AVAILABLE DATA START

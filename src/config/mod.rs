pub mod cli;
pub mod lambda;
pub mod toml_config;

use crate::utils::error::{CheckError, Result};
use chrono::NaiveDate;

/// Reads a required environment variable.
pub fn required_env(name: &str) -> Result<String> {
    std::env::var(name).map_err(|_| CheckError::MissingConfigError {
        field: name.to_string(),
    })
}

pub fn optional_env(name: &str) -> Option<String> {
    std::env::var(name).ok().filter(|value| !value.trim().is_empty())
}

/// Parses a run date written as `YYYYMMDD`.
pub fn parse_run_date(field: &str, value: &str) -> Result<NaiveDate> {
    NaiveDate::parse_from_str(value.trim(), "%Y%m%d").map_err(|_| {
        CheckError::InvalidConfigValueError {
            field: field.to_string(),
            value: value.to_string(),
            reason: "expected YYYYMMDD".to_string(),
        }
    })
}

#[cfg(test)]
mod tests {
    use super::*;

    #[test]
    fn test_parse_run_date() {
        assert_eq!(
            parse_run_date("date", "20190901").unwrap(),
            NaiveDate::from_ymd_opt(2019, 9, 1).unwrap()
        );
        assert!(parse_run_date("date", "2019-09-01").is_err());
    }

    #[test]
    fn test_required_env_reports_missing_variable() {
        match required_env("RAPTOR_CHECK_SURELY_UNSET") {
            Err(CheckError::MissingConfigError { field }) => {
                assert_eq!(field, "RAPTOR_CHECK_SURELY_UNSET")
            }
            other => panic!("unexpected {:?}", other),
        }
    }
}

AVAILABLE DATA END
AVAILABLE DATA START

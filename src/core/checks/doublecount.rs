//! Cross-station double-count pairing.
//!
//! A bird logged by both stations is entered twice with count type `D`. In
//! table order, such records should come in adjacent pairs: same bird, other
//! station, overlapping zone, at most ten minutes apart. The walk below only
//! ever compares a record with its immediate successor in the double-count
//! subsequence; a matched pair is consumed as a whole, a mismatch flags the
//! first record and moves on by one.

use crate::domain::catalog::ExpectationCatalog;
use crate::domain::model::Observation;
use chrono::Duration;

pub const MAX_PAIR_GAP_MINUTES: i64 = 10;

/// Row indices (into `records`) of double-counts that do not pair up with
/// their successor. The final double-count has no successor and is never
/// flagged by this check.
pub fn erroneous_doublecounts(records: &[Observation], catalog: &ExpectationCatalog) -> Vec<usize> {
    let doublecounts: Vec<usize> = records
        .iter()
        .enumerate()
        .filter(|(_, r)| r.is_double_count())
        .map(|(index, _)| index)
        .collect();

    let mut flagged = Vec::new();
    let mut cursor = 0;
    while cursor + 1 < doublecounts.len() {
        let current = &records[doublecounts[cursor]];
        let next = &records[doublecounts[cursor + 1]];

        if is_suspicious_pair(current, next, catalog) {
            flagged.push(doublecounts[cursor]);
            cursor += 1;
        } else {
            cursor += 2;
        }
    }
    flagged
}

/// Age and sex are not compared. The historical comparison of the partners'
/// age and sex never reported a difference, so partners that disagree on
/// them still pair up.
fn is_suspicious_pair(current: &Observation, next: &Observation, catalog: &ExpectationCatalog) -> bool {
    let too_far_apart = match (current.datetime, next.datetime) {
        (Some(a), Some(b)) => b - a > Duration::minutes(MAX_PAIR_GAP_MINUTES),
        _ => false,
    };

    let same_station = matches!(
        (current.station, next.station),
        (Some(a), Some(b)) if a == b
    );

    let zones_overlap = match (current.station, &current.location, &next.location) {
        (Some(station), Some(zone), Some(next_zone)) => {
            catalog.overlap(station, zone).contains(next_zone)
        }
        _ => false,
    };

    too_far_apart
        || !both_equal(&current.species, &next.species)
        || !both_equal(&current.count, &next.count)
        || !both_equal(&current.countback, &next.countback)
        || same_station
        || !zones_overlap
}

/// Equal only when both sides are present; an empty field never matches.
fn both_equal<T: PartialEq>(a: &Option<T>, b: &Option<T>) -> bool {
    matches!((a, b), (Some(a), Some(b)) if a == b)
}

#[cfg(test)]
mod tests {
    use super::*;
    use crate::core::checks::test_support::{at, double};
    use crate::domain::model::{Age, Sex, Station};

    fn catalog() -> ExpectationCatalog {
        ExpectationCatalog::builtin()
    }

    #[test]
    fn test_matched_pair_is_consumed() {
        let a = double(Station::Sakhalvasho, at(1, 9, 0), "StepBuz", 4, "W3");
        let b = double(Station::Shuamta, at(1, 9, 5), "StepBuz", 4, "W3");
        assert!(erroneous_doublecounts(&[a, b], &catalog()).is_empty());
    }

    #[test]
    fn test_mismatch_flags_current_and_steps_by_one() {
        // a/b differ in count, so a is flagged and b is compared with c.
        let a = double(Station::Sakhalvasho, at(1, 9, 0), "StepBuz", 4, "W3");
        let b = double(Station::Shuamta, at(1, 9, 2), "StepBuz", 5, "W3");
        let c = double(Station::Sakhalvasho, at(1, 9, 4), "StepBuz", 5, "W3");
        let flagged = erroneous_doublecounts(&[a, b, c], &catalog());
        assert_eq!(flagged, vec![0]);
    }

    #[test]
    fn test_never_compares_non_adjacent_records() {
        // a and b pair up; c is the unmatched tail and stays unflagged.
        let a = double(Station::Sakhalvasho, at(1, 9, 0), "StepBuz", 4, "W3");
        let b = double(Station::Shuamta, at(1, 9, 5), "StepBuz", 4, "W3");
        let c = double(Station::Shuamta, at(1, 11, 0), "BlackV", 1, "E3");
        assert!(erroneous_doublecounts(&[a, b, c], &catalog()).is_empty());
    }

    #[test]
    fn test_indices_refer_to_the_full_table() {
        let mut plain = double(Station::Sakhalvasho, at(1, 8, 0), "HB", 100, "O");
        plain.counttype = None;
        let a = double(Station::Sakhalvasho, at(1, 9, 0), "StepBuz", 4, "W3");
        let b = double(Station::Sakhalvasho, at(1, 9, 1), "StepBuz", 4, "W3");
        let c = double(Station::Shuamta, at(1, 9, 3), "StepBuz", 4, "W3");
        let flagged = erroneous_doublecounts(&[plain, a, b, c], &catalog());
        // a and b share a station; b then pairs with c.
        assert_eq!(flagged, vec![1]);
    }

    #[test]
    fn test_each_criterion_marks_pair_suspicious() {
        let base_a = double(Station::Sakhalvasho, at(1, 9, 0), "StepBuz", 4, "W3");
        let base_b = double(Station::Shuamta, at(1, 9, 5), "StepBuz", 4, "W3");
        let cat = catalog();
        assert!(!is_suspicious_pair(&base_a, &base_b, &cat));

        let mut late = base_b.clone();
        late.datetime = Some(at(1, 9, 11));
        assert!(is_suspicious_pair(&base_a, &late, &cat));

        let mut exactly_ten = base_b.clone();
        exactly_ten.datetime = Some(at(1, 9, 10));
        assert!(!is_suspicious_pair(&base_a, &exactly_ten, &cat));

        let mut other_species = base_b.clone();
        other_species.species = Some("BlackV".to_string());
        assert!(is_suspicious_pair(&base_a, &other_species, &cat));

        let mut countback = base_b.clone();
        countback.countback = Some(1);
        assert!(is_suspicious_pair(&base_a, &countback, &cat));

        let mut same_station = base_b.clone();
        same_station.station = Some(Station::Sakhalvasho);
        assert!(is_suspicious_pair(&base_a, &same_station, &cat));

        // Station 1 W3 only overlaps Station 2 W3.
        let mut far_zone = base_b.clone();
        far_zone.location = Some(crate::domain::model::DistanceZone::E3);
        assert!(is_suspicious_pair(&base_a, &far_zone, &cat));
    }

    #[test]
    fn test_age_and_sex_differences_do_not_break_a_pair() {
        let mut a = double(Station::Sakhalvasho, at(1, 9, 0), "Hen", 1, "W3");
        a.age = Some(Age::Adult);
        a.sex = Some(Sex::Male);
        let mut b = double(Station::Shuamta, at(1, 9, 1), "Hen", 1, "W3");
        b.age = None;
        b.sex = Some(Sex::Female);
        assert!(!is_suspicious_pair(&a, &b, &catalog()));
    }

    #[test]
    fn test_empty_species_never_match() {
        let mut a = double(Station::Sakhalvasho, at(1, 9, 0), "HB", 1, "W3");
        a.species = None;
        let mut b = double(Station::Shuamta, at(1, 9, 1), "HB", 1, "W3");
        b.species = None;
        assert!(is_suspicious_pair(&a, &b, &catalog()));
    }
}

AVAILABLE DATA END

Across the whole listing above, report each line that includes "field".

        field: name.to_string(),
pub fn parse_run_date(field: &str, value: &str) -> Result<NaiveDate> {
            field: field.to_string(),
            Err(CheckError::MissingConfigError { field }) => {
                assert_eq!(field, "RAPTOR_CHECK_SURELY_UNSET")
/// Equal only when both sides are present; an empty field never matches.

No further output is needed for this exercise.